I am not Emily, but Emily was here, and she was beloved and important and human. But like too many of our children who feel differently, who are different, Emily was bullied. She suffered and was marginalized. Even in death, she could not escape her tormentors who harassed her memory in the most despicable and deplorable of ways. I pray for the humility to forgive the children who sought to sully who she was, but struggle finding the grace to excuse the grownups who simply didn’t remember her at all.

I wholeheartedly believe that had Emmy been the star football player when she died during her senior year, it would have been acknowledged at graduation by the administration and certainly by Principal Varela, who has yet to call or send a note of condolence, even though Emily was a student under his care for her entire three-and-a-half-year career at South Brunswick High School.
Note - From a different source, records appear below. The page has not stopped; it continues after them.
use clap::Parser;
use std::io;
use std::process::ExitCode;
use tracing::info;

use firelog::config::{Args, OutputFormat, ScanConfig};
use firelog::engine::FirewallAnalyzer;
use firelog::error::{FirelogError, SourceError};
use firelog::{logging, report, source};

fn main() -> ExitCode {
    dotenv::dotenv().ok();
    let config = ScanConfig::from(Args::parse());
    logging::init_logging(config.verbose);

    match run(&config) {
        Ok(()) => ExitCode::SUCCESS,
        Err(e) => {
            eprintln!("error: {e}");
            ExitCode::from(exit_code(&e))
        }
    }
}

fn exit_code(err: &FirelogError) -> u8 {
    match err {
        FirelogError::Source(SourceError::NotFound(_)) => 2,
        _ => 1,
    }
}

fn run(config: &ScanConfig) -> Result<(), FirelogError> {
    let (reader, rx) = source::spawn_reader(&config.log_file, config.channel_capacity)?;

    let result = FirewallAnalyzer::new().run(rx);
    let source_stats = reader.join()?;

    info!(
        lines = source_stats.lines_read,
        block_lines = source_stats.block_lines,
        malformed = result.stats.malformed,
        inbound_classes = result.inbound.len(),
        outbound_classes = result.outbound.len(),
        "scan complete"
    );

    let stdout = io::stdout();
    let mut out = stdout.lock();
    match config.format {
        OutputFormat::Text => report::write_text(&mut out, &result),
        OutputFormat::Json => {
            report::write_json(&mut out, &result, &config.log_file.display().to_string())
        }
    }
}
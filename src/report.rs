//! Renders a finished scan as text or JSON.

use std::io::Write;

use crate::engine::ScanResult;
use crate::error::FirelogError;
use crate::models::dto::{InboundEntryDTO, OutboundEntryDTO, ReportDTO};
use crate::models::EventRecord;

const INBOUND_TITLE: &str = "firelog INPUT BLOCK Log Entries";
const OUTBOUND_TITLE: &str = "firelog OUTPUT BLOCK Log Entries";

/// One inbound entry.
///
/// Entries without a destination port (ICMP) drop `DPT=` and show the ICMP
/// `TYPE=` in place of `SPT=` when the log line carried one.
pub fn format_inbound(entry: &EventRecord) -> String {
    let head = format!(
        "Count: {} IN={} MAC={} SRC={} DST={} PROTO={}",
        entry.count,
        entry.in_iface,
        entry.mac.as_deref().unwrap_or_default(),
        entry.src,
        entry.dst,
        entry.protocol,
    );
    match (entry.has_dst_port(), entry.icmp_type) {
        (true, _) => format!("{head} SPT={} DPT={}", entry.src_port, entry.dst_port),
        (false, Some(icmp_type)) => format!("{head} TYPE={icmp_type}"),
        (false, None) => format!("{head} SPT={}", entry.src_port),
    }
}

pub fn format_outbound(entry: &EventRecord) -> String {
    format!(
        "Count: {} OUT={} SRC={} DST={} PROTO={} SPT={} DPT={}",
        entry.count, entry.out_iface, entry.src, entry.dst, entry.protocol, entry.src_port, entry.dst_port,
    )
}

fn write_box<W: Write>(out: &mut W, title: &str) -> std::io::Result<()> {
    let bar = "═".repeat(title.chars().count() + 2);
    writeln!(out, "╔{bar}╗")?;
    writeln!(out, "║ {title} ║")?;
    writeln!(out, "╚{bar}╝")?;
    writeln!(out)
}

fn write_section<'a, W, I, F>(out: &mut W, title: &str, entries: I, format: F) -> std::io::Result<()>
where
    W: Write,
    I: IntoIterator<Item = &'a EventRecord>,
    F: Fn(&EventRecord) -> String,
{
    let mut entries = entries.into_iter().peekable();
    if entries.peek().is_none() {
        return Ok(());
    }

    write_box(out, title)?;
    for entry in entries {
        writeln!(out, "{}", format(entry))?;
    }
    writeln!(out)
}

/// Plain text report. Empty directions are left out entirely.
pub fn write_text<W: Write>(out: &mut W, result: &ScanResult) -> Result<(), FirelogError> {
    write_section(out, INBOUND_TITLE, &result.inbound, format_inbound)?;
    write_section(out, OUTBOUND_TITLE, &result.outbound, format_outbound)?;
    out.flush()?;
    Ok(())
}

pub fn to_dto(result: &ScanResult, source: &str) -> ReportDTO {
    ReportDTO {
        generated_at: chrono::Utc::now().to_rfc3339(),
        source: source.to_string(),
        inbound: result.inbound.iter().map(InboundEntryDTO::from).collect(),
        outbound: result.outbound.iter().map(OutboundEntryDTO::from).collect(),
    }
}

pub fn write_json<W: Write>(out: &mut W, result: &ScanResult, source: &str) -> Result<(), FirelogError> {
    serde_json::to_writer_pretty(&mut *out, &to_dto(result, source))?;
    writeln!(out)?;
    out.flush()?;
    Ok(())
}
//! Command-line and environment configuration.

use clap::{ArgAction, Parser, ValueEnum};
use std::path::PathBuf;

/// Default log scanned when `--log-file` is not given.
pub const DEFAULT_LOG_FILE: &str = "/var/log/syslog";

/// Default number of lines buffered between the reader and the engine.
pub const DEFAULT_CHANNEL_CAPACITY: usize = 1024;

#[derive(Debug, Clone, Copy, PartialEq, Eq, Default, ValueEnum)]
pub enum OutputFormat {
    #[default]
    Text,
    Json,
}

#[derive(Parser, Debug)]
#[command(name = "firelog")]
#[command(version, about = "Summarize firewall BLOCK entries from a syslog file")]
pub struct Args {
    /// Log file to scan
    #[arg(short = 'f', long = "log-file", env = "FIRELOG_LOG_FILE", default_value = DEFAULT_LOG_FILE)]
    pub log_file: PathBuf,

    /// Report format
    #[arg(long, env = "FIRELOG_FORMAT", value_enum, default_value_t = OutputFormat::Text)]
    pub format: OutputFormat,

    /// Lines buffered between the file reader and the aggregator
    #[arg(long, default_value_t = DEFAULT_CHANNEL_CAPACITY as u32,
          value_parser = clap::value_parser!(u32).range(1..))]
    pub channel_capacity: u32,

    /// Increase verbosity (-v info, -vv debug, -vvv trace)
    #[arg(short = 'v', long = "verbose", action = ArgAction::Count)]
    pub verbose: u8,
}

/// Settings for one scan.
#[derive(Debug, Clone, PartialEq, Eq)]
pub struct ScanConfig {
    pub log_file: PathBuf,
    pub format: OutputFormat,
    pub channel_capacity: usize,
    pub verbose: u8,
}

impl Default for ScanConfig {
    fn default() -> Self {
        Self {
            log_file: PathBuf::from(DEFAULT_LOG_FILE),
            format: OutputFormat::default(),
            channel_capacity: DEFAULT_CHANNEL_CAPACITY,
            verbose: 0,
        }
    }
}

impl ScanConfig {
    /// Builder: set the log file.
    pub fn with_log_file(mut self, path: impl Into<PathBuf>) -> Self {
        self.log_file = path.into();
        self
    }

    /// Builder: set the output format.
    pub fn with_format(mut self, format: OutputFormat) -> Self {
        self.format = format;
        self
    }

    /// Builder: set the channel capacity (clamped to at least 1).
    pub fn with_channel_capacity(mut self, capacity: usize) -> Self {
        self.channel_capacity = capacity.max(1);
        self
    }
}

impl From<Args> for ScanConfig {
    fn from(args: Args) -> Self {
        ScanConfig {
            log_file: args.log_file,
            format: args.format,
            channel_capacity: args.channel_capacity as usize,
            verbose: args.verbose,
        }
    }
}
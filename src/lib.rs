//! Firewall BLOCK log aggregation.
//!
//! Reads kernel firewall log lines, pulls the `KEY=value` fields out of each
//! `[... BLOCK]` entry and folds repeats into one counted entry per direction:
//! - inbound entries are keyed on the sending device (MAC, source, protocol,
//!   either port recurring)
//! - outbound entries are keyed on the destination (address, protocol, port)

pub mod config;
pub mod engine;
pub mod error;
pub mod logging;
pub mod models;
pub mod parser;
pub mod policy;
pub mod report;
pub mod source;
pub mod store;

pub use engine::{classify, FirewallAnalyzer, ScanResult, ScanStats};
pub use error::{FirelogError, MalformedEvent, MalformedReason, SourceError};
pub use models::{Direction, EventRecord};
pub use parser::{extract_fields, is_block_event};
pub use policy::{EquivalencePolicy, InboundPolicy, OutboundPolicy};
pub use store::{AggregationStore, InboundStore, OutboundStore, RecordOutcome};
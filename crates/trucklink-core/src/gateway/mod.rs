//! Remote Vehicle Gateway
//!
//! Contract for the collaborator that talks to the vehicle. Transport,
//! authentication and timeouts belong to implementations of these traits;
//! the orchestrator only consumes them.

pub mod commands;
mod error;

pub use commands::CommandKind;
pub use error::GatewayError;

use async_trait::async_trait;

use crate::vehicle::{Location, Vehicle, VehicleStatus};

/// Command dispatch and status retrieval for remote vehicles
#[async_trait]
pub trait VehicleGateway: Send + Sync {
    /// Fetch the current status of a vehicle
    async fn fetch_status(&self, vehicle: &Vehicle) -> Result<VehicleStatus, GatewayError>;

    /// Send a command to a vehicle
    async fn send_command(&self, kind: CommandKind, vehicle: &Vehicle)
        -> Result<(), GatewayError>;

    /// Persist vehicle details, returning the stored vehicle
    async fn update_vehicle(&self, vehicle: &Vehicle) -> Result<Vehicle, GatewayError>;
}

/// Live device position, when the host can provide one
#[async_trait]
pub trait LocationProvider: Send + Sync {
    /// Current position, or `None` when unavailable
    async fn current_location(&self) -> Option<Location>;
}

/// Outside temperature lookup keyed on position
#[async_trait]
pub trait TemperatureProvider: Send + Sync {
    /// Outside air temperature (°F) at a location
    async fn outside_temperature_f(&self, location: Location) -> Result<f64, GatewayError>;
}
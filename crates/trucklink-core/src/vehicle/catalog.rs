//! Engine catalog
//!
//! Fixed table of supported engines. Every lookup resolves to a defined
//! engine; absence falls back within the catalog instead of propagating.

use serde::Serialize;

use super::{FuelType, Vehicle};

/// A selectable engine
#[derive(Debug, Clone, Copy, PartialEq, Eq, Serialize)]
pub struct EngineOption {
    /// Stable identifier
    pub id: &'static str,
    /// Display name
    pub name: &'static str,
    /// Fuel kind
    pub fuel_type: FuelType,
    /// Pre-warm duration in whole seconds (0 for gas engines)
    pub glow_plug_seconds: u32,
}

impl EngineOption {
    /// Whether this engine is glow-plug equipped
    pub fn needs_prewarm(&self) -> bool {
        EngineCatalog::needs_prewarm(self)
    }
}

/// Catalog order matters: the first diesel entry is the diesel fallback and
/// the first entry overall is the global fallback.
static ENGINES: [EngineOption; 5] = [
    EngineOption {
        id: "gas-6.2-v8",
        name: "6.2L V8 Gas",
        fuel_type: FuelType::Gas,
        glow_plug_seconds: 0,
    },
    EngineOption {
        id: "gas-3.5-ecoboost",
        name: "3.5L EcoBoost V6",
        fuel_type: FuelType::Gas,
        glow_plug_seconds: 0,
    },
    EngineOption {
        id: "diesel-6.7-powerstroke",
        name: "6.7L Power Stroke V8 Turbo Diesel",
        fuel_type: FuelType::Diesel,
        glow_plug_seconds: 15,
    },
    EngineOption {
        id: "diesel-6.6-duramax",
        name: "6.6L Duramax V8 Turbo Diesel",
        fuel_type: FuelType::Diesel,
        glow_plug_seconds: 10,
    },
    EngineOption {
        id: "diesel-3.0-powerstroke",
        name: "3.0L Power Stroke V6 Turbo Diesel",
        fuel_type: FuelType::Diesel,
        glow_plug_seconds: 6,
    },
];

/// Stateless engine lookup
pub struct EngineCatalog;

impl EngineCatalog {
    /// All catalog entries in catalog order
    pub fn all() -> &'static [EngineOption] {
        &ENGINES
    }

    /// Entries for one fuel kind
    pub fn for_fuel(fuel: FuelType) -> impl Iterator<Item = &'static EngineOption> {
        ENGINES.iter().filter(move |e| e.fuel_type == fuel)
    }

    /// Look up an engine by id
    pub fn by_id(id: &str) -> Option<&'static EngineOption> {
        ENGINES.iter().find(|e| e.id == id)
    }

    /// First engine of the given fuel kind, or the first catalog entry
    pub fn fallback_for(fuel: FuelType) -> &'static EngineOption {
        Self::for_fuel(fuel).next().unwrap_or(&ENGINES[0])
    }

    /// Global fallback engine
    pub fn default_engine() -> &'static EngineOption {
        &ENGINES[0]
    }

    /// Diesel engines need a glow-plug cycle before starting
    pub fn needs_prewarm(engine: &EngineOption) -> bool {
        engine.fuel_type == FuelType::Diesel
    }

    /// Effective engine of a vehicle.
    ///
    /// Order: the configured engine, then the fallback for the configured fuel
    /// kind, then the global fallback.
    pub fn resolve_for(vehicle: &Vehicle) -> &'static EngineOption {
        if let Some(engine) = vehicle.engine_id().and_then(Self::by_id) {
            return engine;
        }
        match vehicle.fuel_type() {
            Some(fuel) => Self::fallback_for(fuel),
            None => Self::default_engine(),
        }
    }
}

#[cfg(test)]
mod tests {
    use super::*;

    #[test]
    fn test_prewarm_implies_diesel() {
        for engine in EngineCatalog::all() {
            if engine.glow_plug_seconds > 0 {
                assert_eq!(engine.fuel_type, FuelType::Diesel, "{}", engine.id);
            }
            assert_eq!(engine.needs_prewarm(), engine.fuel_type == FuelType::Diesel);
        }
    }

    #[test]
    fn test_ids_are_unique() {
        let all = EngineCatalog::all();
        for (i, a) in all.iter().enumerate() {
            assert!(all[i + 1..].iter().all(|b| b.id != a.id));
        }
    }

    #[test]
    fn test_fallbacks() {
        assert_eq!(
            EngineCatalog::fallback_for(FuelType::Diesel).id,
            "diesel-6.7-powerstroke"
        );
        assert_eq!(EngineCatalog::fallback_for(FuelType::Gas).id, "gas-6.2-v8");
        assert_eq!(EngineCatalog::default_engine().id, "gas-6.2-v8");
        assert!(EngineCatalog::by_id("rotary-1.3").is_none());
    }

    #[test]
    fn test_resolve_for_vehicle() {
        let bare = Vehicle::new("Ram", "2500", 2018);
        assert_eq!(EngineCatalog::resolve_for(&bare).id, "gas-6.2-v8");

        let diesel = Vehicle::new("Ram", "2500", 2018).with_fuel_type(FuelType::Diesel);
        assert_eq!(
            EngineCatalog::resolve_for(&diesel).id,
            "diesel-6.7-powerstroke"
        );

        let engine = EngineCatalog::by_id("diesel-6.6-duramax").unwrap();
        let configured = Vehicle::new("GMC", "Sierra HD", 2022).with_engine(engine);
        assert_eq!(EngineCatalog::resolve_for(&configured), engine);
    }
}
I cannot adequately convey my family’s disappointment in South Brunswick schools. We believed we were part of something special, a caring school community that supports one another. South Brunswick prides itself of fostering a legacy of community and family. We have history here and a legacy of dedication.  My older daughter, Kaylee, is a graduate of the Class of 2017.  Emily’s father has been employed by the district for more than a decade. Emily’s grandmother was a beloved school nurse for 20 years and I, myself, was a Board Office employee for six years.

I lost my daughter. South Brunswick Schools erased her memory, and maybe even worse, they missed a teachable moment. Emily died by suicide on the coldest night of the year, certain that she was forgotten and alone, and you proved her right.

Emily Michaela Murillo was my daughter, and she was here.